TASK DESCRIPTION:
Filter the listing so that only lines with the word "identifier" remain.

STORED DATA:
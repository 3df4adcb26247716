//! Trellis Core Types and Definitions
//!
//! This crate provides the foundational types shared by the Trellis converter:
//!
//! - **Identifiers**: String-interned names ([`identifier::Id`]) and node ids ([`identifier::NodeId`])
//! - **Colors**: Color handling with CSS and ARGB support ([`color::Color`])
//! - **Geometry**: Points, sizes, rectangles and affine transforms ([`geometry`] module)
//! - **Source**: The source document model the converter reads ([`source`] module)
//! - **Target**: The target document model the converter produces ([`target`] module)

pub mod color;
pub mod geometry;
pub mod identifier;
pub mod source;
pub mod target;
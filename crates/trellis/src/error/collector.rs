//! Collector for accumulating diagnostics during a conversion run.

use log::{info, warn};

use crate::error::Diagnostic;

/// Accumulates diagnostics so a run can report everything it dropped instead of
/// stopping at the first unsupported element.
///
/// Every emitted diagnostic is also logged: warnings at `warn` level, notes at
/// `info` level.
#[derive(Debug, Default)]
pub struct DiagnosticCollector {
    diagnostics: Vec<Diagnostic>,
}

impl DiagnosticCollector {
    /// Create a new empty collector.
    pub fn new() -> Self {
        Self::default()
    }

    /// Emit a diagnostic to this collector.
    pub fn emit(&mut self, diagnostic: Diagnostic) {
        let node = diagnostic.node().map(|id| id.to_string());
        if diagnostic.severity().is_warning() {
            warn!(node:? = node, code:? = diagnostic.code(); "{}", diagnostic.message());
        } else {
            info!(node:? = node, code:? = diagnostic.code(); "{}", diagnostic.message());
        }
        self.diagnostics.push(diagnostic);
    }

    /// Number of warnings emitted so far.
    pub fn warning_count(&self) -> usize {
        self.diagnostics
            .iter()
            .filter(|d| d.severity().is_warning())
            .count()
    }

    /// Finish collection and return every diagnostic in emission order.
    pub fn finish(self) -> Vec<Diagnostic> {
        self.diagnostics
    }
}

RESPONSE TO THIS EXERCISE:
//! - **Identifiers**: String-interned names ([`identifier::Id`]) and node ids ([`identifier::NodeId`])
pub mod identifier;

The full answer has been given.